Review of Gun Crazy

Gun Crazy (1950)
6/10
Post-noir
3 May 1999
The style of this film looks ahead to the '50's rather than back to the '40's. The bright sun shines through blonde hair, with hardly a rain-swept streetlamp to be seen anywhere. (Well, just a couple about midway through the film.)

It's a Bonnie and Clyde story told in the wake of "Double Indemnity". A hardboiled, cold-hearted, manipulative blonde gets an ambivalent young man into trouble.

John Dall does a decent job in the Fred MacMurray part, although his character, as written, seems a little too sensitive at times for a small-time stick-up man. "Two people dead! Just so we can live without working!" He's quite different from the cool, rationalizing schemer he played shortly before, in "Rope" for Alfred Hitchcock. Did this moralizing aspect of the film carry over from MacKinlay Kantor's original Saturday Evening Post story? Chances are pretty good. Dall's character does talk about going to work, but then he's not the one in the driver's seat. "Some guys are born smart about women, some are born dumb."

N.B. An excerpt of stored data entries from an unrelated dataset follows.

use std::path::Path;

use rust_htslib::bam::{self, header::Header, header::HeaderRecord, HeaderView, Record, Writer};
use tracing::info;

use crate::alignment::{assembly_sam_lines, AssemblyResult, ReferenceNames};
use crate::error::DiscoveryError;

/// BAM header listing every sequence of the reference dictionary.
pub fn contig_bam_header(names: &ReferenceNames) -> Header {
    let mut header = Header::new();

    let mut hd = HeaderRecord::new(b"HD");
    hd.push_tag(b"VN", &"1.6");
    hd.push_tag(b"SO", &"unknown");
    header.push_record(&hd);

    for sequence in names.iter() {
        let mut sq = HeaderRecord::new(b"SQ");
        sq.push_tag(b"SN", &sequence.name.as_ref());
        sq.push_tag(b"LN", &i64::from(sequence.length));
        header.push_record(&sq);
    }
    header
}

/// Create a BAM writer for contig alignments.
pub fn create_contig_bam_writer<P: AsRef<Path>>(
    output_path: P,
    names: &ReferenceNames,
) -> Result<Writer, DiscoveryError> {
    let header = contig_bam_header(names);
    Ok(bam::Writer::from_path(output_path, &header, bam::Format::Bam)?)
}

/// Write every aligner hit of every successful assembly as a BAM record.
///
/// Records are produced from the same SAM text the SAM parse path reads, so the file
/// shows exactly what the parser saw. Returns the number of records written.
pub fn write_contig_alignments(
    output_path: &Path,
    assemblies: &[AssemblyResult],
    names: &ReferenceNames,
) -> Result<usize, DiscoveryError> {
    let mut writer = create_contig_bam_writer(output_path, names)?;
    let mut view = HeaderView::from_header(&contig_bam_header(names));

    let mut written = 0;
    for assembly in assemblies {
        for contig_lines in assembly_sam_lines(assembly, names)? {
            for line in contig_lines {
                let record = Record::from_sam(&mut view, line.as_bytes())?;
                writer.write(&record)?;
                written += 1;
            }
        }
    }
    info!(records = written, path = %output_path.display(), "wrote contig alignments");
    Ok(written)
}

#[cfg(test)]
mod tests {
    use super::*;
    use crate::alignment::{AssembledContig, CigarOp, CigarOpKind, RawAlignment};
    use rust_htslib::bam::Read;
    use std::sync::Arc;

    #[test]
    fn contig_alignments_round_trip_through_bam() {
        let names = ReferenceNames::new([("chr1", 10_000)]);
        let assemblies = vec![AssemblyResult::assembled(
            3,
            vec![AssembledContig {
                sequence: Arc::from(b"ACGT".repeat(25)),
                alignments: vec![RawAlignment {
                    ref_id: 0,
                    ref_start: 499,
                    ref_end: 599,
                    seq_start: 0,
                    seq_end: 100,
                    cigar: vec![CigarOp::new(CigarOpKind::Match, 100)],
                    mapq: 60,
                    mismatches: 0,
                    score: 100,
                    sam_flag: 0,
                }],
            }],
        )];

        let dir = tempfile::tempdir().unwrap();
        let path = dir.path().join("contigs.bam");
        assert_eq!(write_contig_alignments(&path, &assemblies, &names).unwrap(), 1);

        let mut reader = bam::Reader::from_path(&path).unwrap();
        let records: Vec<_> = reader.records().collect::<Result<_, _>>().unwrap();
        assert_eq!(records.len(), 1);
        assert_eq!(records[0].qname(), b"asm000003:tig00000");
        assert_eq!(records[0].pos(), 499);
    }
}
//! Run orchestration: the shared run context and the pipeline driving every stage.

mod context;
mod orchestrator;

pub use context::{ReadMetadata, RunInputs, SvDiscoveryInputData};
pub use orchestrator::{CallWriter, RunOutcome, SvDiscoveryPipeline};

His Barbara Stanwyck is played by Peggy Cummins. She is more typical of what one would expect from an unexceptional B actioner, and ultimately that's how this film struck me.

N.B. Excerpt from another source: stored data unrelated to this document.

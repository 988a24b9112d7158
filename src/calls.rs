//! Structural variant call records produced by the pipeline.

use std::collections::BTreeMap;
use std::fmt;
use std::sync::Arc;

use crate::alignment::{ReferenceNames, SimpleInterval, Strand};
use crate::evidence::{PairedStrandedIntervals, StrandedInterval};

/// Structural variant type.
#[derive(Debug, Clone, Copy, PartialEq, Eq, Hash, PartialOrd, Ord)]
pub enum SvType {
    /// Reference bases removed.
    Deletion,
    /// Novel bases inserted.
    Insertion,
    /// Reference segment reversed.
    Inversion,
    /// Reference segment repeated in tandem.
    Duplication,
    /// Adjacency between distant loci.
    Breakend,
}

impl SvType {
    /// Short tag used in identifiers and the `SVTYPE` column.
    pub fn abbreviation(self) -> &'static str {
        match self {
            SvType::Deletion => "DEL",
            SvType::Insertion => "INS",
            SvType::Inversion => "INV",
            SvType::Duplication => "DUP",
            SvType::Breakend => "BND",
        }
    }

    /// Symbolic alternate allele.
    pub fn symbolic_allele(self) -> String {
        format!("<{}>", self.abbreviation())
    }
}

impl fmt::Display for SvType {
    fn fmt(&self, f: &mut fmt::Formatter<'_>) -> fmt::Result {
        f.write_str(self.abbreviation())
    }
}

/// Genotype zygosity.
#[derive(Debug, Clone, Copy, PartialEq, Eq, Hash, Default)]
pub enum Zygosity {
    /// Not genotyped.
    #[default]
    NoCall,
    /// One alternate allele.
    HetVariant,
    /// Two alternate alleles.
    HomVariant,
    /// Reference only.
    HomReference,
}

impl Zygosity {
    /// Diploid `GT` representation.
    pub fn as_gt(self) -> &'static str {
        match self {
            Zygosity::NoCall => "./.",
            Zygosity::HetVariant => "0/1",
            Zygosity::HomVariant => "1/1",
            Zygosity::HomReference => "0/0",
        }
    }
}

/// Per-sample genotype.
#[derive(Debug, Clone, PartialEq, Eq, Default)]
pub struct Genotype {
    /// Sample name.
    pub sample: String,
    /// Zygosity.
    pub zygosity: Zygosity,
    /// Maximum a posteriori copy number, when known.
    pub copy_number: Option<u32>,
}

impl Genotype {
    /// Ungenotyped sample.
    pub fn no_call(sample: impl Into<String>) -> Self {
        Self {
            sample: sample.into(),
            ..Self::default()
        }
    }
}

/// How the call was derived.
#[derive(Debug, Clone, Copy, PartialEq, Eq, Hash)]
pub enum CallProvenance {
    /// Base-pair resolution from assembled contigs.
    Precise,
    /// Aggregated evidence only.
    Imprecise,
}

/// Split-read and read-pair counts backing a call.
#[derive(Debug, Clone, Copy, PartialEq, Eq, Default)]
pub struct EvidenceSupport {
    /// Split reads.
    pub split_reads: u32,
    /// Discordant read pairs.
    pub read_pairs: u32,
}

/// External CNV call overlapping a structural variant call.
#[derive(Debug, Clone, PartialEq, Eq)]
pub struct CnvOverlap {
    /// CNV call identifier.
    pub id: String,
    /// Its maximum a posteriori copy number.
    pub copy_number: Option<u32>,
}

/// Remote side of a breakend.
#[derive(Debug, Clone, PartialEq, Eq, PartialOrd, Ord, Hash)]
pub struct BreakendMate {
    /// Mate contig.
    pub contig: Arc<str>,
    /// Mate position (1-based).
    pub position: u32,
}

/// One structural variant call.
#[derive(Debug, Clone, PartialEq, Eq)]
pub struct StructuralCallRecord {
    /// Call identifier.
    pub id: String,
    /// Reference contig.
    pub contig: Arc<str>,
    /// 1-based position.
    pub start: u32,
    /// 1-based end position.
    pub end: u32,
    /// Variant type.
    pub sv_type: SvType,
    /// Signed variant length (negative for deletions).
    pub sv_len: i64,
    /// Reference base at `start`, `N` when unavailable.
    pub ref_allele: u8,
    /// Breakpoint strands `(left, right)`.
    pub strands: (Strand, Strand),
    /// Remote locus of a breakend.
    pub mate: Option<BreakendMate>,
    /// Sample genotype.
    pub genotype: Genotype,
    /// Precise or imprecise.
    pub provenance: CallProvenance,
    /// Evidence supporting the call.
    pub evidence: Option<EvidenceSupport>,
    /// Confidence interval around `start` (imprecise only).
    pub ci_pos: Option<SimpleInterval>,
    /// Confidence interval around `end` (imprecise only).
    pub ci_end: Option<SimpleInterval>,
    /// Inserted bases at the junction.
    pub inserted_sequence: Option<Vec<u8>>,
    /// Bases shared by both flanks.
    pub microhomology: Option<Vec<u8>>,
    /// Contigs the call was derived from.
    pub supporting_contigs: Vec<String>,
    /// Overlapping external CNV calls.
    pub external_cnv: Vec<CnvOverlap>,
    /// Junctions merged into this call.
    pub junction_count: u32,
    /// INFO-style attributes written by the annotation engine.
    pub attributes: BTreeMap<String, String>,
}

impl StructuralCallRecord {
    /// Call skeleton with no genotype, evidence or annotation.
    pub fn new(
        contig: Arc<str>,
        start: u32,
        end: u32,
        sv_type: SvType,
        strands: (Strand, Strand),
        provenance: CallProvenance,
    ) -> Self {
        let id = match provenance {
            CallProvenance::Precise => format!("{}_{}_{}_{}", sv_type, contig, start, end),
            CallProvenance::Imprecise => {
                format!("IMPRECISE_{}_{}_{}_{}", sv_type, contig, start, end)
            }
        };
        let sv_len = match sv_type {
            SvType::Deletion => -(i64::from(end) - i64::from(start)),
            SvType::Breakend => 0,
            _ => i64::from(end) - i64::from(start),
        };
        Self {
            id,
            contig,
            start,
            end,
            sv_type,
            sv_len,
            ref_allele: b'N',
            strands,
            mate: None,
            genotype: Genotype::default(),
            provenance,
            evidence: None,
            ci_pos: None,
            ci_end: None,
            inserted_sequence: None,
            microhomology: None,
            supporting_contigs: Vec::new(),
            external_cnv: Vec::new(),
            junction_count: 1,
            attributes: BTreeMap::new(),
        }
    }

    /// Symbolic alternate allele.
    pub fn alt_allele(&self) -> String {
        self.sv_type.symbolic_allele()
    }

    /// Region of the reference touched by the call.
    pub fn span(&self) -> SimpleInterval {
        SimpleInterval::new(Arc::clone(&self.contig), self.start, self.end.max(self.start))
    }

    /// Both breakpoint sides with their strands; `None` for insertions.
    pub fn breakpoint_sides(&self) -> Option<PairedStrandedIntervals> {
        let left = StrandedInterval::new(
            SimpleInterval::new(Arc::clone(&self.contig), self.start, self.start),
            self.strands.0,
        );
        let right = match (&self.mate, self.sv_type) {
            (_, SvType::Insertion) => return None,
            (Some(mate), _) => SimpleInterval::new(Arc::clone(&mate.contig), mate.position, mate.position),
            (None, _) => SimpleInterval::new(Arc::clone(&self.contig), self.end, self.end),
        };
        Some(PairedStrandedIntervals::new(
            left,
            StrandedInterval::new(right, self.strands.1),
        ))
    }
}

/// Stable sort by reference order (dictionary index, then name), start, end and type.
pub fn sort_calls(calls: &mut [StructuralCallRecord], names: &ReferenceNames) {
    calls.sort_by(|a, b| {
        (names.rank(&a.contig), &a.contig, a.start, a.end, a.sv_type)
            .cmp(&(names.rank(&b.contig), &b.contig, b.start, b.end, b.sv_type))
    });
}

The swamp climax is the film's great highlight and almost looks as though it belongs to a different and much better motion picture.

I found some of the startling period details to be the most interesting things in the movie. The border patrol along the California state line (not on the border with Mexico) where they check drivers for fruits and vegetables. Or the hardware store with a display of pistols in the front window. One brickbat through the glass, and you're heavily armed. If that was their starting point, then the US has at least come a little way along the road towards gun control.